The loss of Ubc13 activity impairs the accumulation of Lys-63-linked ubiquitin chains during Parkin-mediated mitophagy. A, MEFs retrovirally introduced with GFP-Parkin were treated with Dox to remove Ubc13 genes and then treated with 30 μm CCCP for 6 h. Parkin and mitochondria were visualized with GFP fluorescence (green) and anti-Tom20 (red), respectively. B, the mitochondrial translocation efficiency of Parkin treated as in A was graphed.

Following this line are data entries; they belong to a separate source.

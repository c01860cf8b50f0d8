// Copyright 2025 the Chartwell Authors
// SPDX-License-Identifier: Apache-2.0 OR MIT

use alloc::boxed::Box;
use alloc::string::String;
use alloc::vec::Vec;
use core::fmt;
use core::ops::Range;

use chartwell_consistency::{
    ComponentId, ConsistencyModel, Dispatching, Invalidatable, ListenerId, Signal,
    SignalDispatcher, SignalEvent, SignalInbox,
};
use chartwell_data::{
    AggregationType, FieldKey, IntervalGenerator, MappedColumn, Table, TableMapping,
    TableStorage,
};
use kurbo::Rect;

use crate::plot::StockPlot;
use crate::state::ChartState;

/// Errors reported by [`StockChart`].
#[derive(Clone, Debug, PartialEq, Eq)]
pub enum ChartError {
    /// No plot has this index.
    NoSuchPlot(usize),
    /// The mapping has no field of this name.
    UnknownField(String),
    /// The mapping was created by another table.
    ForeignMapping,
}

impl fmt::Display for ChartError {
    fn fmt(&self, f: &mut fmt::Formatter<'_>) -> fmt::Result {
        match self {
            Self::NoSuchPlot(index) => write!(f, "no plot at index {index}"),
            Self::UnknownField(name) => write!(f, "mapping has no field `{name}`"),
            Self::ForeignMapping => f.write_str("mapping belongs to a different table"),
        }
    }
}

impl core::error::Error for ChartError {}

/// What one [`StockChart::draw`] call recomputed.
#[derive(Clone, Copy, Debug, Default, PartialEq, Eq)]
pub struct DrawReport {
    /// Plots were laid out again.
    pub layout: bool,
    /// Series that selected their visible window again.
    pub selections: usize,
    /// Plots that recomputed their value range.
    pub y_ranges: usize,
    /// Series that projected their points again.
    pub frames: usize,
}

impl DrawReport {
    /// Returns `true` if the draw found nothing stale.
    #[must_use]
    pub fn is_idle(&self) -> bool {
        *self == Self::default()
    }
}

/// A stock chart over one [`Table`].
///
/// The chart owns its table and listens to it through a [`SignalInbox`], so
/// mutating the table via [`table_mut`](Self::table_mut) is enough to make
/// the next [`draw`](Self::draw) pick up new data. Each draw walks chart,
/// plots and series and recomputes only the aspects whose consistency state
/// is set:
///
/// - layout when the bounds or the set of plots changed,
/// - window selections when data, scroll position or grouping changed,
/// - value ranges when a plot's selections or enabled series changed,
/// - point frames when a series' window, its plot's value range, or the plot
///   rectangle changed.
///
/// # Example
///
/// ```
/// use chartwell_data::{FieldKey, RemoveFromStart, RowValues, Table};
/// use chartwell_stock::StockChart;
/// use kurbo::Rect;
///
/// let mut chart = StockChart::new(Table::default());
/// let plot = chart.add_plot(1.0);
/// chart.add_series(plot, FieldKey::Index(1)).unwrap();
/// chart.table_mut().add_data(
///     (0..100).map(|i| RowValues::array([f64::from(i), f64::from(i % 10)])),
///     RemoveFromStart::Keep,
/// );
/// chart.set_visible_range(20.0..40.0);
///
/// let bounds = Rect::new(0.0, 0.0, 400.0, 300.0);
/// let first = chart.draw(bounds);
/// assert!(first.layout);
/// assert_eq!(first.frames, 1);
/// assert_eq!(chart.plots()[0].y_range(), Some(0.0..9.0));
///
/// // Nothing changed: nothing runs.
/// assert!(chart.draw(bounds).is_idle());
/// ```
pub struct StockChart {
    state: Invalidatable<ChartState>,
    table: Table,
    table_inbox: SignalInbox,
    plots_inbox: SignalInbox,
    plots: Vec<StockPlot>,
    visible: Range<f64>,
    grouping: Option<Box<dyn IntervalGenerator>>,
    bounds: Rect,
}

impl ConsistencyModel for StockChart {
    type State = ChartState;
    const SUPPORTED_STATES: ChartState = ChartState::all();
    const SUPPORTED_SIGNALS: Signal = Signal::NEEDS_REDRAW.union(Signal::BOUNDS_CHANGED);
}

impl fmt::Debug for StockChart {
    fn fmt(&self, f: &mut fmt::Formatter<'_>) -> fmt::Result {
        f.debug_struct("StockChart")
            .field("state", &self.state)
            .field("table", &self.table)
            .field("plots", &self.plots)
            .field("visible", &self.visible)
            .field("grouping", &self.grouping)
            .field("bounds", &self.bounds)
            .finish_non_exhaustive()
    }
}

impl Default for StockChart {
    fn default() -> Self {
        Self::new(Table::default())
    }
}

impl StockChart {
    /// Creates a chart over `table` showing every key.
    #[must_use]
    pub fn new(mut table: Table) -> Self {
        let table_inbox = SignalInbox::new();
        table.listen(table_inbox.handler());
        Self {
            state: Invalidatable::of::<Self>(),
            table,
            table_inbox,
            plots_inbox: SignalInbox::new(),
            plots: Vec::new(),
            visible: f64::NAN..f64::NAN,
            grouping: None,
            bounds: Rect::ZERO,
        }
    }

    /// Returns the chart's component id.
    #[must_use]
    pub const fn id(&self) -> ComponentId {
        self.state.id()
    }

    /// Returns the current consistency mask.
    #[must_use]
    pub const fn state(&self) -> ChartState {
        self.state.consistency()
    }

    /// Returns the table.
    #[must_use]
    pub const fn table(&self) -> &Table {
        &self.table
    }

    /// Returns the table for mutation. Committed changes are picked up by
    /// the next draw.
    pub fn table_mut(&mut self) -> &mut Table {
        &mut self.table
    }

    /// Returns the visible key range. `NaN` bounds are open.
    #[must_use]
    pub fn visible_range(&self) -> Range<f64> {
        self.visible.clone()
    }

    /// Scrolls or zooms to `range`.
    pub fn set_visible_range(&mut self, range: Range<f64>) {
        if same_key(range.start, self.visible.start) && same_key(range.end, self.visible.end) {
            return;
        }
        self.visible = range;
        self.state.invalidate(ChartState::SCROLL, Signal::NEEDS_REDRAW);
    }

    /// Returns the grouping interval, `None` for raw rows.
    #[must_use]
    pub fn grouping(&self) -> Option<&dyn IntervalGenerator> {
        self.grouping.as_deref()
    }

    /// Groups rows by `interval`, or shows raw rows for `None`.
    pub fn set_grouping(&mut self, interval: Option<Box<dyn IntervalGenerator>>) {
        let key = |g: &Option<Box<dyn IntervalGenerator>>| g.as_ref().map(|g| g.cache_key());
        if key(&interval) == key(&self.grouping) {
            return;
        }
        self.grouping = interval;
        self.state.invalidate(ChartState::GROUPING, Signal::NEEDS_REDRAW);
    }

    /// Returns the plots, top to bottom.
    #[must_use]
    pub fn plots(&self) -> &[StockPlot] {
        &self.plots
    }

    /// Returns a plot for mutation.
    pub fn plot_mut(&mut self, index: usize) -> Option<&mut StockPlot> {
        self.plots.get_mut(index)
    }

    /// Appends a plot taking `height_ratio` of the chart height relative to
    /// the other plots. Returns its index.
    pub fn add_plot(&mut self, height_ratio: f64) -> usize {
        let mut plot = StockPlot::new(height_ratio);
        plot.listen(self.plots_inbox.handler());
        self.plots.push(plot);
        self.state.invalidate(ChartState::PLOTS, Signal::NEEDS_REDRAW);
        self.plots.len() - 1
    }

    /// Adds a series plotting `field` to plot `plot`. Grouped storages show
    /// the last value of `field` in each bucket.
    ///
    /// Returns the series index within the plot.
    pub fn add_series(&mut self, plot: usize, field: FieldKey) -> Result<usize, ChartError> {
        let target = self.plots.get_mut(plot).ok_or(ChartError::NoSuchPlot(plot))?;
        let aggregate = self
            .table
            .register_field(field.clone(), AggregationType::Last, None);
        Ok(target.push_series(MappedColumn::Source {
            source: field,
            kind: AggregationType::Last,
            aggregate,
        }))
    }

    /// Adds a series plotting field `name` of `mapping` to plot `plot`.
    ///
    /// The mapping decides how grouped storages combine the field, and may
    /// name a computed column.
    pub fn add_mapped_series(
        &mut self,
        plot: usize,
        mapping: &TableMapping,
        name: &str,
    ) -> Result<usize, ChartError> {
        if mapping.table() != self.table.id() {
            return Err(ChartError::ForeignMapping);
        }
        let column = mapping
            .column(name)
            .cloned()
            .ok_or_else(|| ChartError::UnknownField(name.into()))?;
        let target = self.plots.get_mut(plot).ok_or(ChartError::NoSuchPlot(plot))?;
        Ok(target.push_series(column))
    }

    /// Returns `true` if the next draw would recompute anything.
    #[must_use]
    pub fn needs_redraw(&self) -> bool {
        !self.state.is_consistent()
            || self.table_inbox.peek().contains(Signal::DATA_CHANGED)
            || self.plots_inbox.peek().contains(Signal::NEEDS_REDRAW)
            || self.plots.iter().any(StockPlot::needs_redraw)
    }

    /// Brings every plot and series up to date for `bounds`.
    pub fn draw(&mut self, bounds: Rect) -> DrawReport {
        let mut report = DrawReport::default();
        if bounds != self.bounds {
            self.bounds = bounds;
            self.state.invalidate(ChartState::BOUNDS, Signal::BOUNDS_CHANGED);
        }
        if self.table_inbox.take().contains(Signal::DATA_CHANGED) {
            self.state.invalidate(ChartState::DATA, Signal::empty());
        }

        if self.state.has_state(ChartState::LAYOUT) {
            self.layout();
            report.layout = true;
        }
        if self.state.has_state(ChartState::RESELECT) {
            for plot in &mut self.plots {
                plot.reselect();
            }
        }
        self.state.mark_consistent(ChartState::all());

        let window = self.window();
        let grouped = self.grouping.is_some();
        let storage = self.table.storage(self.grouping.as_deref());
        for plot in &mut self.plots {
            plot.draw(storage, &window, grouped, &mut report);
        }
        self.plots_inbox.take();

        tracing::trace!(chart = self.id().get(), ?report, "drawn");
        report
    }

    /// Visible keys with open ends resolved against the main storage.
    fn window(&self) -> Range<f64> {
        let rows = self.table.main_storage().rows();
        let start = if self.visible.start.is_nan() {
            rows.first().map_or(f64::NAN, |r| r.key())
        } else {
            self.visible.start
        };
        let end = if self.visible.end.is_nan() {
            rows.last().map_or(f64::NAN, |r| r.key())
        } else {
            self.visible.end
        };
        start..end
    }

    fn layout(&mut self) {
        let total: f64 = self.plots.iter().map(StockPlot::height_ratio).sum();
        let mut y = self.bounds.y0;
        for plot in &mut self.plots {
            let share = if total > 0.0 {
                plot.height_ratio() / total
            } else {
                0.0
            };
            let height = self.bounds.height() * share;
            plot.set_rect(Rect::new(self.bounds.x0, y, self.bounds.x1, y + height));
            y += height;
        }
    }

    /// Registers a listener for the chart's signals.
    pub fn listen(&mut self, listener: impl FnMut(&SignalEvent) + 'static) -> ListenerId {
        self.state.listen(listener)
    }

    /// Unregisters a listener.
    pub fn unlisten(&mut self, id: ListenerId) -> bool {
        self.state.unlisten(id)
    }

    /// Releases every listener of the chart, its plots and series.
    pub fn dispose(&mut self) {
        for plot in &mut self.plots {
            plot.dispose();
        }
        self.state.dispose();
        self.table.dispose();
    }
}

impl Dispatching for StockChart {
    fn dispatcher_mut(&mut self) -> &mut SignalDispatcher {
        self.state.dispatcher_mut()
    }
}

fn same_key(a: f64, b: f64) -> bool {
    a == b || (a.is_nan() && b.is_nan())
}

The values represent the means ± S.E. of the percentages of cells exhibiting mitochondrial recruitment in three independent experiments. The translocation efficiency was similar in Ubc13^+/+ and Ubc13^−/− (3 h, p < 0.8024; 6 h, p < 0.1309 by Student's t test). C, ubiquitin accumulation was detected with anti-polyubiquitin (red) in cells treated as in A. D, accumulation of a Lys-63-linked ubiquitin (K63-Ubiquitin) chain was detected with anti-Lys-63 linkage-specific ubiquitin antibody (red) in cells treated as in A. Scale bars = 10 μm. E, accumulation of Lys-63-linked polyubiquitin (K63-Ub) but not of Lys-48-linked polyubiquitin (K48-Ub) was reduced in the absence of Ubc13 activity. Crude mitochondrial fractions from MEFs expressing GFP-Parkin (1 × 10⁶) treated with (+) or without (−) 30 μm valinomycin for 6 h were prepared. Polyubiquitin purified with TUBE1-agarose in the mitochondrial fractions was detected by Western blot. poly-Ub, polyubiquitin. All experiments were repeated at least three times in A–D and two times in E, and representative results were shown.